What if my documents do not have good metadata?#

You can bootstrap metadata using a classification model. We used Haiku to tag 50,000 documents with category, date, and source type at a cost of about $15. The accuracy was roughly 90%, which is good enough for filtering purposes. Over time you can improve the metadata through manual correction and better ingestion rules.

How much does the cross-encoder re-ranker add to latency?#

About 120 milliseconds for 50 candidate chunks on a GPU, using the ms-marco-MiniLM-L-6-v2 model. On CPU, it is closer to 500 milliseconds. If latency is critical, you can reduce the number of candidates passed to the re-ranker (from 50 to 20, for example) or use a smaller model.

Can I use the LLM itself as the re-ranker instead of a separate model?#

You can, and some teams do. The LLM will generally produce better relevance judgments than a small cross-encoder. But the cost defeats the purpose. You are trying to reduce the tokens you send to the LLM, and using the LLM to decide which tokens to send creates a circular cost problem. The small cross-encoder is orders of magnitude cheaper.

What chunk size works best for re-ranking?#

We found that 300 to 500 tokens per chunk with 50-token overlaps worked best for our financial documents. Smaller chunks lose too much context for the re-ranker to judge relevance accurately. Larger chunks introduce noise within each chunk and reduce the re-ranker's precision. Your optimal chunk size will depend on your document structure, so test a few sizes against your evaluation set.

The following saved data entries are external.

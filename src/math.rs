use glam::{Mat3A, Quat, Vec3A};
use std::f32::consts::FRAC_PI_4;

const ANGULAR_MOTION_THRESHOLD: f32 = FRAC_PI_4;

/// Linear blend from `a` to `b`, `alpha` is not clamped
#[inline]
#[must_use]
pub fn lerp(a: f32, b: f32, alpha: f32) -> f32 {
    a + (b - a) * alpha
}

/// Frame-rate independent exponential approach of `current` towards `target`.
///
/// `current` keeps `exp(-rate * dt)` of its remaining distance, so the result
/// always lies between `current` and `target` and never overshoots.
#[inline]
#[must_use]
pub fn exp_interp_to(current: f32, target: f32, dt: f32, rate: f32) -> f32 {
    if dt <= 0.0 {
        return current;
    }

    target - (target - current) * (-rate * dt).exp()
}

/// Principal moments of inertia of a solid box with full extents `size`
#[must_use]
pub fn box_local_inertia(size: Vec3A, mass: f32) -> Vec3A {
    let sq = size * size;
    mass / 12.0 * Vec3A::new(sq.y + sq.z, sq.x + sq.z, sq.x + sq.y)
}

#[must_use]
pub fn world_inv_inertia(world_mat: Mat3A, inv_inertia_local: Vec3A) -> Mat3A {
    let mut scaled_mat = world_mat.transpose();
    scaled_mat.x_axis *= inv_inertia_local;
    scaled_mat.y_axis *= inv_inertia_local;
    scaled_mat.z_axis *= inv_inertia_local;

    world_mat * scaled_mat
}

/// Rotates `basis` by `ang_vel` over `time_step`, limiting a single step to 45 degrees
#[must_use]
pub fn integrate_rotation(basis: Mat3A, ang_vel: Vec3A, time_step: f32) -> Mat3A {
    let mut angle = ang_vel.length();

    if angle * time_step > ANGULAR_MOTION_THRESHOLD {
        angle = ANGULAR_MOTION_THRESHOLD / time_step;
    }

    let axis = if angle < 0.001 {
        ang_vel * (0.5 * time_step - time_step * time_step * time_step * 0.020833334 * angle * angle)
    } else {
        ang_vel * ((0.5 * angle * time_step).sin() / angle)
    };

    let dorn = Quat::from_xyzw(axis.x, axis.y, axis.z, (angle * time_step * 0.5).cos());
    let orn0 = Quat::from_mat3a(&basis);

    Mat3A::from_quat((dorn * orn0).normalize())
}
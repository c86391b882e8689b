//! A minimal host for driving a controller without an engine: one free
//! rigid body, static ground planes and a recording input binding.

mod body;
mod input;
mod world;

pub use body::*;
pub use input::*;
pub use world::*;
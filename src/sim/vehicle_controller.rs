use super::{
    AccelerationProfile, BodyId, CollisionQuery, ControlState, ForceApplicator, ForceCommand,
    InputAction, InputBinding, InputEvent, InputPhase, InputSmoother, RigidBody,
    SuspensionProbe, SuspensionReading, VehicleConfig,
};
use crate::consts::NUM_WHEELS;
use ahash::AHashSet;
use anyhow::Context;
use arrayvec::ArrayVec;
use glam::{Affine3A, Vec3A};

/// Phases of the accelerate action that carry a new target value
const CONSUMED_PHASES: [InputPhase; 2] = [InputPhase::Triggered, InputPhase::Completed];

/// What a single `update` did to the body
#[derive(Clone, Debug, PartialEq)]
pub struct TickReport {
    /// One entry per mount point when the chassis pose was available
    pub readings: ArrayVec<SuspensionReading, NUM_WHEELS>,
    pub suspension_forces: ArrayVec<ForceCommand, NUM_WHEELS>,
    pub propulsion_forces: ArrayVec<ForceCommand, NUM_WHEELS>,
    /// Forces that actually reached the body
    pub forces_applied: usize,
    /// Center of mass offset written this tick, if any
    pub com_offset: Option<Vec3A>,
    pub suspension_skipped: bool,
    pub propulsion_skipped: bool,
    /// Control state after this tick
    pub control: ControlState,
}

impl TickReport {
    fn new(control: ControlState) -> Self {
        Self {
            readings: ArrayVec::new(),
            suspension_forces: ArrayVec::new(),
            propulsion_forces: ArrayVec::new(),
            forces_applied: 0,
            com_offset: None,
            suspension_skipped: false,
            propulsion_skipped: false,
            control,
        }
    }

    /// Sum of every force this tick produced
    #[must_use]
    pub fn total_force(&self) -> Vec3A {
        self.suspension_forces
            .iter()
            .chain(&self.propulsion_forces)
            .map(|cmd| cmd.force)
            .sum()
    }

    #[must_use]
    pub fn num_wheels_with_contact(&self) -> usize {
        self.readings.iter().filter(|reading| reading.hit).count()
    }
}

/// Drives one chassis: probes the ground under every mount point, smooths
/// the throttle and pushes suspension and propulsion forces into the body.
///
/// Missing collaborators never fail a tick, the dependent step is skipped
/// and the next tick starts over from the stored control state.
pub struct VehicleController {
    config: VehicleConfig,
    smoother: InputSmoother,
    profile: AccelerationProfile,
    probe: SuspensionProbe,
    applicator: ForceApplicator,
    state: ControlState,
    ignore: AHashSet<BodyId>,
    initialized: bool,
}

impl VehicleController {
    /// Fails if any tunable in `config` is not usable
    pub fn new(config: VehicleConfig) -> anyhow::Result<Self> {
        config
            .validate()
            .context("refusing to build a vehicle controller")?;

        Ok(Self {
            smoother: InputSmoother::new(config.accel_interp_speed, config.decel_interp_speed),
            profile: AccelerationProfile::new(config.max_acceleration),
            probe: SuspensionProbe::new(
                config.probe_length,
                config.suspension_force_scale,
                config.ground_check_channel,
            ),
            applicator: ForceApplicator::new(config.com_forward_offset, config.com_vertical_shift),
            config,
            state: ControlState::DEFAULT,
            ignore: AHashSet::with_capacity(1),
            initialized: false,
        })
    }

    /// Registers the accelerate action with the host's input layer
    pub fn initialize<I: InputBinding + ?Sized>(&mut self, binding: &mut I) {
        if self.initialized {
            log::warn!("VehicleController::initialize() called again, ignoring...");
            return;
        }

        binding.bind_action(InputAction::Accelerate, &CONSUMED_PHASES);
        self.initialized = true;

        log::info!(
            "Vehicle controller bound to \"{}\" with {} mount points",
            InputAction::Accelerate.name(),
            self.config.mount_points.len()
        );
    }

    #[must_use]
    pub const fn is_initialized(&self) -> bool {
        self.initialized
    }

    #[must_use]
    pub const fn config(&self) -> &VehicleConfig {
        &self.config
    }

    #[must_use]
    pub const fn state(&self) -> ControlState {
        self.state
    }

    /// Overwrites the target input, picked up by the next `update`
    pub fn set_target_input(&mut self, value: f32) {
        if !self.state.set_target(value) {
            log::warn!("ignoring NaN accelerate input");
        }
    }

    /// Returns true if the event was consumed as a new target input
    pub fn on_input_event(&mut self, event: InputEvent) -> bool {
        if event.action != InputAction::Accelerate || !CONSUMED_PHASES.contains(&event.phase) {
            return false;
        }

        self.set_target_input(event.value);
        !event.value.is_nan()
    }

    /// Runs one simulation tick of `dt` seconds
    pub fn update<W, B>(&mut self, dt: f32, world: Option<&W>, mut body: Option<&mut B>) -> TickReport
    where
        W: CollisionQuery + ?Sized,
        B: RigidBody + ?Sized,
    {
        let mut report = TickReport::new(self.state);

        if !dt.is_finite() || dt < 0.0 {
            log::warn!("skipping vehicle tick with invalid dt {dt}");
            report.suspension_skipped = true;
            report.propulsion_skipped = true;
            return report;
        }

        let chassis_trans = body
            .as_deref()
            .map(|body| body.world_transform())
            .filter(Affine3A::is_finite);

        match (body.as_deref_mut(), chassis_trans) {
            (Some(body), Some(trans)) => self.update_suspension(&trans, world, body, &mut report),
            _ => {
                log::debug!("no usable chassis body, skipping suspension");
                report.suspension_skipped = true;
            }
        }

        self.update_acceleration(dt);
        report.control = self.state;

        let Some(body) = body else {
            log::debug!("no chassis body, skipping propulsion");
            report.propulsion_skipped = true;
            return report;
        };

        match chassis_trans {
            Some(trans) => self.build_propulsion(&trans, dt, body, &mut report),
            None => report.propulsion_skipped = true,
        }

        let com_offset = self.applicator.com_offset(self.state.smoothed_input);
        report.forces_applied += self
            .applicator
            .apply(&report.propulsion_forces, com_offset, body);
        report.com_offset = Some(com_offset);

        report
    }

    fn update_suspension<W, B>(
        &mut self,
        chassis_trans: &Affine3A,
        world: Option<&W>,
        body: &mut B,
        report: &mut TickReport,
    ) where
        W: CollisionQuery + ?Sized,
        B: RigidBody + ?Sized,
    {
        self.ignore.clear();
        self.ignore.insert(body.id());

        let down = Vec3A::NEG_Z;
        for mount in &self.config.mount_points {
            let origin = chassis_trans.transform_point3a(mount.local_pos);
            let reading = match world {
                Some(world) => self.probe.cast(mount.index, origin, down, world, &self.ignore),
                None => SuspensionReading::airborne(
                    mount.index,
                    origin,
                    origin + down * self.probe.probe_length(),
                ),
            };

            if let Some(cmd) = self.probe.force_for(&reading) {
                report.suspension_forces.push(cmd);
            }
            report.readings.push(reading);
        }

        if world.is_none() {
            log::debug!("no collision world, every wheel reads as airborne");
            report.suspension_skipped = true;
        }

        report.forces_applied += self.applicator.submit(&report.suspension_forces, body);
    }

    fn update_acceleration(&mut self, dt: f32) {
        self.state.smoothed_input =
            self.smoother
                .advance(self.state.smoothed_input, self.state.target_input, dt);
        self.state.current_acceleration = self.profile.evaluate(self.state.smoothed_input);
    }

    fn build_propulsion<B: RigidBody + ?Sized>(
        &self,
        chassis_trans: &Affine3A,
        dt: f32,
        body: &B,
        report: &mut TickReport,
    ) {
        let forward = body.forward_vector();
        if !forward.is_finite() || forward == Vec3A::ZERO {
            log::debug!("degenerate chassis forward {forward}, skipping propulsion");
            report.propulsion_skipped = true;
            return;
        }

        let mass = body.mass();
        if !mass.is_finite() {
            log::debug!("chassis mass {mass} is not finite, skipping propulsion");
            report.propulsion_skipped = true;
            return;
        }

        let force = forward * (self.state.current_acceleration * self.config.force_scale * mass * dt);

        for mount in &self.config.mount_points {
            report.propulsion_forces.push(ForceCommand {
                world_position: chassis_trans.transform_point3a(mount.local_pos),
                force,
            });
        }
    }
}
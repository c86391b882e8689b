mod common;

use approx::{assert_abs_diff_eq, assert_relative_eq};
use common::{DT, RecordingBody, ScriptedWorld, blocking_hit};
use glam::{Affine3A, Mat3A, Vec3A};
use std::f32::consts::FRAC_PI_2;
use steersim::{
    consts::{MAX_ACCELERATION, NUM_WHEELS},
    sandbox::RecordingBinding,
    sim::{
        ForceApplicator, ForceCommand, InputAction, InputEvent, InputPhase, InvalidTunable,
        MountPoint, VehicleConfig, VehicleController,
    },
};

fn controller() -> VehicleController {
    VehicleController::new(VehicleConfig::DEFAULT).unwrap()
}

#[test]
fn default_config_is_valid() {
    assert!(VehicleConfig::DEFAULT.validate().is_ok());
}

#[test]
fn rejects_bad_tunables() {
    let cases = [
        VehicleConfig {
            max_acceleration: -1.0,
            ..VehicleConfig::DEFAULT
        },
        VehicleConfig {
            accel_interp_speed: 0.0,
            ..VehicleConfig::DEFAULT
        },
        VehicleConfig {
            decel_interp_speed: f32::NAN,
            ..VehicleConfig::DEFAULT
        },
        VehicleConfig {
            force_scale: f32::INFINITY,
            ..VehicleConfig::DEFAULT
        },
        VehicleConfig {
            probe_length: 0.0,
            ..VehicleConfig::DEFAULT
        },
    ];

    let expected = [
        "max_acceleration",
        "accel_interp_speed",
        "decel_interp_speed",
        "force_scale",
        "probe_length",
    ];

    for (config, name) in cases.into_iter().zip(expected) {
        let Err(err) = VehicleController::new(config) else {
            panic!("{name} should have been rejected");
        };

        let tunable = err.downcast_ref::<InvalidTunable>().unwrap();
        assert_eq!(tunable.name, name);
    }
}

#[test]
fn rejects_shuffled_mount_points() {
    let mut config = VehicleConfig::DEFAULT;
    config.mount_points.swap(0, 1);

    let tunable = config.validate().unwrap_err();
    assert_eq!(tunable.name, "mount_points.index");
}

#[test]
fn initialize_binds_accelerate_once() {
    let mut binding = RecordingBinding::default();
    let mut controller = controller();

    controller.initialize(&mut binding);
    controller.initialize(&mut binding);

    assert!(controller.is_initialized());
    assert_eq!(binding.num_bindings(), 1);
    assert!(binding.is_bound(InputAction::Accelerate, InputPhase::Triggered));
    assert!(binding.is_bound(InputAction::Accelerate, InputPhase::Completed));
    assert!(!binding.is_bound(InputAction::Accelerate, InputPhase::Started));
}

#[test]
fn input_events_overwrite_target() {
    let mut controller = controller();

    assert!(controller.on_input_event(RecordingBinding::hold(1.0)));
    assert_eq!(controller.state().target_input, 1.0);

    assert!(controller.on_input_event(RecordingBinding::hold(-1.0)));
    assert_eq!(controller.state().target_input, -1.0);

    assert!(controller.on_input_event(RecordingBinding::release()));
    assert_eq!(controller.state().target_input, 0.0);

    assert!(!controller.on_input_event(InputEvent::accelerate(InputPhase::Started, 1.0)));
    assert!(!controller.on_input_event(InputEvent::accelerate(InputPhase::Canceled, 1.0)));
    assert_eq!(controller.state().target_input, 0.0);

    assert!(!controller.on_input_event(RecordingBinding::hold(f32::NAN)));
    assert_eq!(controller.state().target_input, 0.0);

    assert!(controller.on_input_event(RecordingBinding::hold(4.0)));
    assert_eq!(controller.state().target_input, 1.0);
}

#[test]
fn target_is_only_consumed_on_update() {
    let mut controller = controller();

    controller.on_input_event(RecordingBinding::hold(1.0));
    assert_eq!(controller.state().smoothed_input, 0.0);

    let mut body = RecordingBody::new(1.0);
    controller.update(1.0, Some(&ScriptedWorld::empty()), Some(&mut body));

    assert_abs_diff_eq!(controller.state().smoothed_input, 0.393_469_34, epsilon = 1e-6);
    assert_abs_diff_eq!(
        controller.state().current_acceleration,
        0.393_469_34 * MAX_ACCELERATION,
        epsilon = 0.1
    );
}

#[test]
fn two_front_wheels_on_ground() {
    // front mounts sit at +x, only they find ground 30 below
    let world = ScriptedWorld::new(|origin, _| (origin.x > 0.0).then(|| blocking_hit(origin, 30.0)));
    let mut body = RecordingBody::new(1000.0);
    let mut controller = controller();

    let report = controller.update(DT, Some(&world), Some(&mut body));

    assert_eq!(world.num_queries(), NUM_WHEELS);
    assert_eq!(report.readings.len(), NUM_WHEELS);
    assert_eq!(report.num_wheels_with_contact(), 2);
    assert!(!report.suspension_skipped);

    assert_eq!(report.suspension_forces.len(), 2);
    for cmd in &report.suspension_forces {
        assert_eq!(cmd.force, Vec3A::new(0.0, 0.0, 45_000.0));
        assert!(cmd.world_position.x > 0.0);
    }

    // no throttle yet, so propulsion adds nothing
    assert_eq!(report.total_force(), Vec3A::new(0.0, 0.0, 90_000.0));
    assert_eq!(body.total_force(), Vec3A::new(0.0, 0.0, 90_000.0));
    assert_eq!(report.forces_applied, 2 + NUM_WHEELS);

    let mut points = body
        .forces
        .iter()
        .filter(|(force, _)| force.z != 0.0)
        .map(|(_, point)| *point)
        .collect::<Vec<_>>();
    points.sort_by(|a, b| a.y.total_cmp(&b.y));
    assert_eq!(
        points,
        vec![
            VehicleConfig::DEFAULT.mount_points[0].local_pos,
            VehicleConfig::DEFAULT.mount_points[1].local_pos,
        ]
    );
}

#[test]
fn probes_ignore_own_body() {
    let world = ScriptedWorld::empty();
    let mut body = RecordingBody::new(1.0);

    controller().update(DT, Some(&world), Some(&mut body));

    for query in world.queries.borrow().iter() {
        assert_eq!(query.ignore, vec![body.id]);
    }
}

#[test]
fn missing_body_skips_every_force() {
    let world = ScriptedWorld::flat(10.0);
    let mut controller = controller();
    controller.set_target_input(1.0);

    let report = controller.update::<ScriptedWorld, RecordingBody>(DT, Some(&world), None);

    assert_eq!(world.num_queries(), 0);
    assert!(report.readings.is_empty());
    assert_eq!(report.forces_applied, 0);
    assert_eq!(report.com_offset, None);
    assert!(report.suspension_skipped);
    assert!(report.propulsion_skipped);

    // the smoother still runs, the next tick with a body picks up from here
    assert!(controller.state().smoothed_input > 0.0);
}

#[test]
fn missing_world_still_propels() {
    let mut body = RecordingBody::new(1.0);
    let mut controller = controller();
    controller.set_target_input(1.0);

    let report = controller.update::<ScriptedWorld, _>(DT, None, Some(&mut body));

    assert!(report.suspension_skipped);
    assert!(!report.propulsion_skipped);
    assert_eq!(report.readings.len(), NUM_WHEELS);
    assert_eq!(report.num_wheels_with_contact(), 0);
    assert!(report.suspension_forces.is_empty());
    assert_eq!(report.propulsion_forces.len(), NUM_WHEELS);
    assert_eq!(body.forces.len(), NUM_WHEELS);
    assert_eq!(body.com_writes.len(), 1);
}

#[test]
fn invalid_dt_skips_tick() {
    let world = ScriptedWorld::flat(10.0);
    let mut body = RecordingBody::new(1.0);
    let mut controller = controller();
    controller.set_target_input(1.0);

    for dt in [f32::NAN, -DT, f32::INFINITY] {
        let report = controller.update(dt, Some(&world), Some(&mut body));
        assert!(report.suspension_skipped && report.propulsion_skipped);
    }

    assert_eq!(controller.state().smoothed_input, 0.0);
    assert_eq!(world.num_queries(), 0);
    assert!(body.forces.is_empty());
    assert!(body.com_writes.is_empty());
}

#[test]
fn broken_chassis_pose_only_moves_center_of_mass() {
    let world = ScriptedWorld::flat(10.0);
    let mut body = RecordingBody::with_transform(
        1.0,
        Affine3A {
            matrix3: Mat3A::IDENTITY,
            translation: Vec3A::new(f32::NAN, 0.0, 0.0),
        },
    );
    let mut controller = controller();

    let report = controller.update(DT, Some(&world), Some(&mut body));

    assert!(report.suspension_skipped && report.propulsion_skipped);
    assert_eq!(world.num_queries(), 0);
    assert!(body.forces.is_empty());
    assert_eq!(body.com_writes.len(), 1);
}

#[test]
fn non_finite_mass_skips_propulsion() {
    let world = ScriptedWorld::flat(30.0);
    let mut body = RecordingBody::new(f32::NAN);
    let mut controller = controller();
    controller.set_target_input(1.0);

    let report = controller.update(DT, Some(&world), Some(&mut body));

    assert!(report.propulsion_skipped);
    assert!(!report.suspension_skipped);
    assert!(report.propulsion_forces.is_empty());
    assert_eq!(report.forces_applied, NUM_WHEELS);
    assert!(report.total_force().is_finite());
    assert_eq!(body.forces.len(), NUM_WHEELS);
    assert_eq!(body.com_writes.len(), 1);
}

#[test]
fn applicator_drops_non_finite_forces() {
    let applicator = ForceApplicator::new(50.0, -20.0);
    let mut body = RecordingBody::new(1.0);
    let forces = [
        ForceCommand {
            world_position: Vec3A::ZERO,
            force: Vec3A::new(f32::NAN, 0.0, 0.0),
        },
        ForceCommand {
            world_position: Vec3A::new(f32::INFINITY, 0.0, 0.0),
            force: Vec3A::Z,
        },
        ForceCommand {
            world_position: Vec3A::X,
            force: Vec3A::Z * 10.0,
        },
    ];

    let num_applied = applicator.apply(&forces, applicator.com_offset(1.0), &mut body);

    assert_eq!(num_applied, 1);
    assert_eq!(body.forces, vec![(Vec3A::Z * 10.0, Vec3A::X)]);
    assert_eq!(body.com_writes, vec![Vec3A::new(50.0, 0.0, -20.0)]);
}

#[test]
fn propulsion_scales_with_mass_and_dt() {
    let mass = 2.0;
    let dt = 0.5;
    let mut body = RecordingBody::new(mass);
    let mut controller = controller();
    controller.set_target_input(1.0);

    let report = controller.update(dt, Some(&ScriptedWorld::empty()), Some(&mut body));

    let smoothed = 1.0 - (-0.5f32 * dt).exp();
    let expected = MAX_ACCELERATION * smoothed * VehicleConfig::DEFAULT.force_scale * mass * dt;

    assert_eq!(report.propulsion_forces.len(), NUM_WHEELS);
    for (cmd, mount) in report.propulsion_forces.iter().zip(&VehicleConfig::DEFAULT.mount_points) {
        assert_relative_eq!(cmd.force.x, expected, max_relative = 1e-5);
        assert_eq!(cmd.force.y, 0.0);
        assert_eq!(cmd.force.z, 0.0);
        assert_eq!(cmd.world_position, mount.local_pos);
    }
}

#[test]
fn reverse_pushes_backwards() {
    let mut body = RecordingBody::new(1.0);
    let mut controller = controller();
    controller.on_input_event(RecordingBinding::hold(-1.0));

    let report = controller.update(DT, Some(&ScriptedWorld::empty()), Some(&mut body));

    assert!(report.control.current_acceleration < 0.0);
    assert!(report.propulsion_forces.iter().all(|cmd| cmd.force.x < 0.0));
}

#[test]
fn forces_follow_chassis_pose() {
    let transform = Affine3A {
        matrix3: Mat3A::from_rotation_z(FRAC_PI_2),
        translation: Vec3A::new(100.0, 200.0, 50.0),
    };
    let mut body = RecordingBody::with_transform(1.0, transform);
    let world = ScriptedWorld::flat(30.0);
    let mut controller = controller();
    controller.set_target_input(1.0);

    let report = controller.update(DT, Some(&world), Some(&mut body));

    for (reading, mount) in report.readings.iter().zip(&VehicleConfig::DEFAULT.mount_points) {
        let expected = transform.transform_point3a(mount.local_pos);
        assert!(reading.ray_start.abs_diff_eq(expected, 1e-3));
    }

    // suspension stays vertical, propulsion turns with the chassis
    for cmd in &report.suspension_forces {
        assert_eq!(cmd.force.x, 0.0);
        assert_eq!(cmd.force.y, 0.0);
    }
    for cmd in &report.propulsion_forces {
        assert!(cmd.force.y > 0.0);
        assert!(cmd.force.x.abs() < cmd.force.y * 1e-5);
    }
}

#[test]
fn center_of_mass_written_once_per_tick() {
    let mut body = RecordingBody::new(1.0);
    let world = ScriptedWorld::flat(20.0);
    let mut controller = controller();
    controller.set_target_input(1.0);

    for tick in 1..=10 {
        let report = controller.update(DT, Some(&world), Some(&mut body));
        assert_eq!(body.com_writes.len(), tick);

        let smoothed = report.control.smoothed_input;
        let expected = Vec3A::new(50.0, 0.0, smoothed * -20.0);
        assert_eq!(report.com_offset, Some(expected));
        assert_eq!(*body.com_writes.last().unwrap(), expected);
    }

    // accelerating forward drops the center of mass
    assert!(body.com_writes.last().unwrap().z < 0.0);
}

#[test]
fn identical_runs_match_exactly() {
    let run = || {
        let world = ScriptedWorld::flat(25.0);
        let mut body = RecordingBody::new(1000.0);
        let mut controller = controller();

        (0..180)
            .map(|tick| {
                match tick {
                    0 => controller.set_target_input(1.0),
                    90 => controller.set_target_input(0.0),
                    _ => {}
                }

                let report = controller.update(DT, Some(&world), Some(&mut body));
                (report.control, report.total_force())
            })
            .collect::<Vec<_>>()
    };

    assert_eq!(run(), run());
}

#[test]
fn custom_mount_layout() {
    let mut config = VehicleConfig::DEFAULT;
    config.mount_points = [
        MountPoint::new(0, Vec3A::new(10.0, -5.0, -1.0)),
        MountPoint::new(1, Vec3A::new(10.0, 5.0, -1.0)),
        MountPoint::new(2, Vec3A::new(-10.0, -5.0, -1.0)),
        MountPoint::new(3, Vec3A::new(-10.0, 5.0, -1.0)),
    ];

    let world = ScriptedWorld::empty();
    let mut body = RecordingBody::new(1.0);
    let mut controller = VehicleController::new(config).unwrap();

    let report = controller.update(DT, Some(&world), Some(&mut body));

    for (reading, mount) in report.readings.iter().zip(&config.mount_points) {
        assert_eq!(reading.mount_index, mount.index);
        assert_eq!(reading.ray_start, mount.local_pos);
    }
}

How do I know if my context windows are too large?#

Look at two signals. First, check your accuracy on simple fact-lookup questions. If it is below 85%, you probably have a "lost in the middle" problem from too much context. Second, check the ratio of relevant chunks to total chunks in your context. If you are sending 50 chunks but only 5 contain information the model uses in its answer, you have an 90% waste rate. Both signals suggest your context windows are larger than they need to be.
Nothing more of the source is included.